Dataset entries
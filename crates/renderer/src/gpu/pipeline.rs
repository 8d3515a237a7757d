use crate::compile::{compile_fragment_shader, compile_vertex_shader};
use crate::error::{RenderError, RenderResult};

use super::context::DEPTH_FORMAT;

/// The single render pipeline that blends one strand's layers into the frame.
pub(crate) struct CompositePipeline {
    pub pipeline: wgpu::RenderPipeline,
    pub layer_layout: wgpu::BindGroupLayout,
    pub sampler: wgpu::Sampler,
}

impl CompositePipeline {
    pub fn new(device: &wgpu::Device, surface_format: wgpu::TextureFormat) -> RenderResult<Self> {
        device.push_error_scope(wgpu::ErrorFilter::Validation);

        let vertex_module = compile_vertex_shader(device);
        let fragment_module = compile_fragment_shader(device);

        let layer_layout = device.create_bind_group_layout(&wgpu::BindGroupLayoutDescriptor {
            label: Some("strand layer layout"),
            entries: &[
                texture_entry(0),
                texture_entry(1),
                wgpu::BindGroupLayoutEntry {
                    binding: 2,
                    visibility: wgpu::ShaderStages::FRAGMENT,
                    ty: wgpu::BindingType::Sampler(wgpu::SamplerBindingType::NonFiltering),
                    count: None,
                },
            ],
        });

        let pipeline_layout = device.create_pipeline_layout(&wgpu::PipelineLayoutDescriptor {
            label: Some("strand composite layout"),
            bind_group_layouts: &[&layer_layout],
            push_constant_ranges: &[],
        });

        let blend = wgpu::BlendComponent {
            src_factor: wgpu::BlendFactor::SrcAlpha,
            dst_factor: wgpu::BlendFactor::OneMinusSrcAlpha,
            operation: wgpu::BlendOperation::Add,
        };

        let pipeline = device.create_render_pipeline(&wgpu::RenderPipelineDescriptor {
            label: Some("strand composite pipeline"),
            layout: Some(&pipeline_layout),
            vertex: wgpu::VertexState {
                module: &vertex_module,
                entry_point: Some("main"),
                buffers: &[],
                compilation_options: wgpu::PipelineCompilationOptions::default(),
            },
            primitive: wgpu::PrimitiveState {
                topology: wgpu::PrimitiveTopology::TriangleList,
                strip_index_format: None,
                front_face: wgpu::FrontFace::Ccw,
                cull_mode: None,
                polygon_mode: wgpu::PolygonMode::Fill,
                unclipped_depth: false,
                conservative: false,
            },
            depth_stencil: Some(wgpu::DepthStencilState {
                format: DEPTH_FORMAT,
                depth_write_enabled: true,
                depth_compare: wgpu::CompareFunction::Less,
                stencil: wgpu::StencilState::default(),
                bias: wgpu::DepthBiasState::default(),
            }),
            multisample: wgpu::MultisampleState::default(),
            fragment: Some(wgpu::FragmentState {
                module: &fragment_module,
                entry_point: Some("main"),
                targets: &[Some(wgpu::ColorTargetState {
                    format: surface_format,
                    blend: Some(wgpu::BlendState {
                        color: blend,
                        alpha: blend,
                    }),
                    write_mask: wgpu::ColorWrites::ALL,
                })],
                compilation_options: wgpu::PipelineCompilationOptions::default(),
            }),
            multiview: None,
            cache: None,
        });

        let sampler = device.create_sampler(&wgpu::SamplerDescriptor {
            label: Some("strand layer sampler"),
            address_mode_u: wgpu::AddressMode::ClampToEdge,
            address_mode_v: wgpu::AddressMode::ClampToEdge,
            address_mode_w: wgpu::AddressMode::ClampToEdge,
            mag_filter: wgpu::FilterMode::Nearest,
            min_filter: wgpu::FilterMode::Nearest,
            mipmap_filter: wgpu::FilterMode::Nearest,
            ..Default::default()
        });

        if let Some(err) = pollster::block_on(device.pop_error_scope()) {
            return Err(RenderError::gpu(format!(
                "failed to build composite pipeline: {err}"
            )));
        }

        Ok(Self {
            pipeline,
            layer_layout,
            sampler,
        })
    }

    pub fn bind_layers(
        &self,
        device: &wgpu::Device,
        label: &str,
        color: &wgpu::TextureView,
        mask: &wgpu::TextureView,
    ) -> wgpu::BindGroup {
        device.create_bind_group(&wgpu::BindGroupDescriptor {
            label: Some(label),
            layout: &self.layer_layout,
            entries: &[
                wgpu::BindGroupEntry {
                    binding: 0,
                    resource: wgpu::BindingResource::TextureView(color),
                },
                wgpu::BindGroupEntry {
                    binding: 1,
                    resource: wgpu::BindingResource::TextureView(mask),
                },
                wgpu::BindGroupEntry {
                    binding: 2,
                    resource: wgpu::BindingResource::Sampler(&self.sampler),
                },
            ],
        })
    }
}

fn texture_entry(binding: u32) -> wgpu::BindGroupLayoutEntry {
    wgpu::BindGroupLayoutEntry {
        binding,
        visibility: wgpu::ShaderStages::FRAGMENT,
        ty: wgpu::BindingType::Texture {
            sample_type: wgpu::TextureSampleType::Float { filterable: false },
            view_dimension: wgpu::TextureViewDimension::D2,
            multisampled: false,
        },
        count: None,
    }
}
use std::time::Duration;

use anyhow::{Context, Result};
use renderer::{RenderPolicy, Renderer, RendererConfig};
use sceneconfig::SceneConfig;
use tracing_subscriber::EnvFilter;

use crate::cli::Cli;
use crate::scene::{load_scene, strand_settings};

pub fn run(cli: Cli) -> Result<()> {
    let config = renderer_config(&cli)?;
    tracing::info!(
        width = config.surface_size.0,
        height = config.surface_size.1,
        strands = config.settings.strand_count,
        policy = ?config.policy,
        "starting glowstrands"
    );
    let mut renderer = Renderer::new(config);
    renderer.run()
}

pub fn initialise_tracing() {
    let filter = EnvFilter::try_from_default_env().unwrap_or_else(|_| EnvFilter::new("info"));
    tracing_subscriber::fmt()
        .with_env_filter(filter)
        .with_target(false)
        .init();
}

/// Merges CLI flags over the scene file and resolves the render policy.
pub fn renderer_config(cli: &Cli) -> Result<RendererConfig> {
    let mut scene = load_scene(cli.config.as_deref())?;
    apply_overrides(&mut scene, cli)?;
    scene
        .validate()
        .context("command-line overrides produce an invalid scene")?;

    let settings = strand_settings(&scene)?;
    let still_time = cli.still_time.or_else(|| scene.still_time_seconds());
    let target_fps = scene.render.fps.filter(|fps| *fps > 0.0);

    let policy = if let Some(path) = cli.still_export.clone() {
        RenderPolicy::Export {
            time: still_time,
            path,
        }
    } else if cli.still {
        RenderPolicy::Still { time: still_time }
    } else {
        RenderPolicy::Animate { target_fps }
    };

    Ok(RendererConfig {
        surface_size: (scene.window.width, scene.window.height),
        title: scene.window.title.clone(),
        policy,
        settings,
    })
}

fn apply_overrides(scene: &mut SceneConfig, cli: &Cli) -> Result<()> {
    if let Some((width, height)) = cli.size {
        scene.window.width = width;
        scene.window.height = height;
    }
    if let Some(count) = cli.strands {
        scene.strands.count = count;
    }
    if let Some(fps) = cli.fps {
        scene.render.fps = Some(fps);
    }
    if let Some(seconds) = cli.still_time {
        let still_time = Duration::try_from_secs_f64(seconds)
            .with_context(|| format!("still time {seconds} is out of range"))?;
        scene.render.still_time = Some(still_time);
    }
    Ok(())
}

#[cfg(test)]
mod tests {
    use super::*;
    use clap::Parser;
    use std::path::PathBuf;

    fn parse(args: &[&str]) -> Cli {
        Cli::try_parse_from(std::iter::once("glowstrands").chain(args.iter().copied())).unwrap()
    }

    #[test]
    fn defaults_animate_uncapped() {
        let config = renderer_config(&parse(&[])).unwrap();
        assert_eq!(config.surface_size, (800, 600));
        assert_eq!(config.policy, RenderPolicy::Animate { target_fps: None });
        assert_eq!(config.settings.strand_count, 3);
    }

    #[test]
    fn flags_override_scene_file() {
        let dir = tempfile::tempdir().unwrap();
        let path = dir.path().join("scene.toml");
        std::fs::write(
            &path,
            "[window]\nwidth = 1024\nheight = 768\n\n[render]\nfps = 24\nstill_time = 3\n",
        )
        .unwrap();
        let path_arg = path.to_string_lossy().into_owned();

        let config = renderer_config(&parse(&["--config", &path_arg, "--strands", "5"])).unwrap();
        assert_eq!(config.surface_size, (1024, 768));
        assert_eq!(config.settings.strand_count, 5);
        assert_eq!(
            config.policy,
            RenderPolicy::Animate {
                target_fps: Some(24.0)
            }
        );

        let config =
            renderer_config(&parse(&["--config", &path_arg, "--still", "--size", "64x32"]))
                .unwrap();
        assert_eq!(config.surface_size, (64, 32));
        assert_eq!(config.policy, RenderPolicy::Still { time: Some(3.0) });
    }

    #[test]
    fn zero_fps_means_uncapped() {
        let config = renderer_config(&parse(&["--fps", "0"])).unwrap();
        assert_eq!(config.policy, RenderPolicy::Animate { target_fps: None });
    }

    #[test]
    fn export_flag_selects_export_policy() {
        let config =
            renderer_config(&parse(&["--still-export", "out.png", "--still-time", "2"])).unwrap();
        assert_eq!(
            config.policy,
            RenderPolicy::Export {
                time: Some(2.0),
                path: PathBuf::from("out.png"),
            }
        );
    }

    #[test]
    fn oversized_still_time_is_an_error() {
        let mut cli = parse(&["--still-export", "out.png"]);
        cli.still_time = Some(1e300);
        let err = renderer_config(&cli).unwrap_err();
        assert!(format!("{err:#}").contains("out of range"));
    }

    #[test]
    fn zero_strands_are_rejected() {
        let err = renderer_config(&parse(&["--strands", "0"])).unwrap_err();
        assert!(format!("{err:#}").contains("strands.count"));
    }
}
* * *
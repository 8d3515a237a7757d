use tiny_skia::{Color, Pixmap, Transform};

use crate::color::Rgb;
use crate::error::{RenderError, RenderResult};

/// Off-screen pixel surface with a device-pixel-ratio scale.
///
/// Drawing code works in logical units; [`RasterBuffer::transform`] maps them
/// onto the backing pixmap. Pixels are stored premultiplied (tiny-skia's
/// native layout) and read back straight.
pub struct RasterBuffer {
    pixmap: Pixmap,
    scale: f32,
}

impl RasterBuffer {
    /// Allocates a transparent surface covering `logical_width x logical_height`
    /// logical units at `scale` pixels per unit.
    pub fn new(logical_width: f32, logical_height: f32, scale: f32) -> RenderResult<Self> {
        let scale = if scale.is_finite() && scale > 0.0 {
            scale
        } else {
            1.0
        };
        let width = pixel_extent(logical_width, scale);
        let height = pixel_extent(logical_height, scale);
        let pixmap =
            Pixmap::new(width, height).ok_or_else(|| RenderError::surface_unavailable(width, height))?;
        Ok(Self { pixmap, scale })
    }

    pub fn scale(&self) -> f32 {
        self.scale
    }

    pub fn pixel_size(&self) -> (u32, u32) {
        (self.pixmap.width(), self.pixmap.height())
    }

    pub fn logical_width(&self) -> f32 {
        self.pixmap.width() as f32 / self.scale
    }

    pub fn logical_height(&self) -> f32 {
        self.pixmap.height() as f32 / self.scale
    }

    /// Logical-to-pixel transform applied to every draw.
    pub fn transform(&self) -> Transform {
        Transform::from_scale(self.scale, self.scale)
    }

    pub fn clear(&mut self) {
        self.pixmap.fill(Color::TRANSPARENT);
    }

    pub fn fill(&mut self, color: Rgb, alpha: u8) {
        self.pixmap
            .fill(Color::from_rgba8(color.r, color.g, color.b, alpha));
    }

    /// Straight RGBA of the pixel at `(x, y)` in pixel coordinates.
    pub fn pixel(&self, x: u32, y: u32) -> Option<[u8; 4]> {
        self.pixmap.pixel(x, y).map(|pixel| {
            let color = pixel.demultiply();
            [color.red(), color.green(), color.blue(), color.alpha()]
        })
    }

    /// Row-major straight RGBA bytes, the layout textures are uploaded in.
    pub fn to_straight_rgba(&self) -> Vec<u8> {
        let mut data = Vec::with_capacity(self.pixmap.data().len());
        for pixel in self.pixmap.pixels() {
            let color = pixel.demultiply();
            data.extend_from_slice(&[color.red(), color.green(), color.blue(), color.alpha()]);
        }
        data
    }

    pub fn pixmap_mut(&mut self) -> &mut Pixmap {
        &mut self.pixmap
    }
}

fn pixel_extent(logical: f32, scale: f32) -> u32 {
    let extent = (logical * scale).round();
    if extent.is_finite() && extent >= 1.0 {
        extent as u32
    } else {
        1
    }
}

Aim of the task>
Look above for the line holding "a device-pixel-ratio scale.", then set down exactly that line and every line after it up to and including the line holding "let scale = if", with nothing else.

Result for this task>
/// Off-screen pixel surface with a device-pixel-ratio scale.
///
/// Drawing code works in logical units; [`RasterBuffer::transform`] maps them
/// onto the backing pixmap. Pixels are stored premultiplied (tiny-skia's
/// native layout) and read back straight.
pub struct RasterBuffer {
    pixmap: Pixmap,
    scale: f32,
}

impl RasterBuffer {
    /// Allocates a transparent surface covering `logical_width x logical_height`
    /// logical units at `scale` pixels per unit.
    pub fn new(logical_width: f32, logical_height: f32, scale: f32) -> RenderResult<Self> {
        let scale = if scale.is_finite() && scale > 0.0 {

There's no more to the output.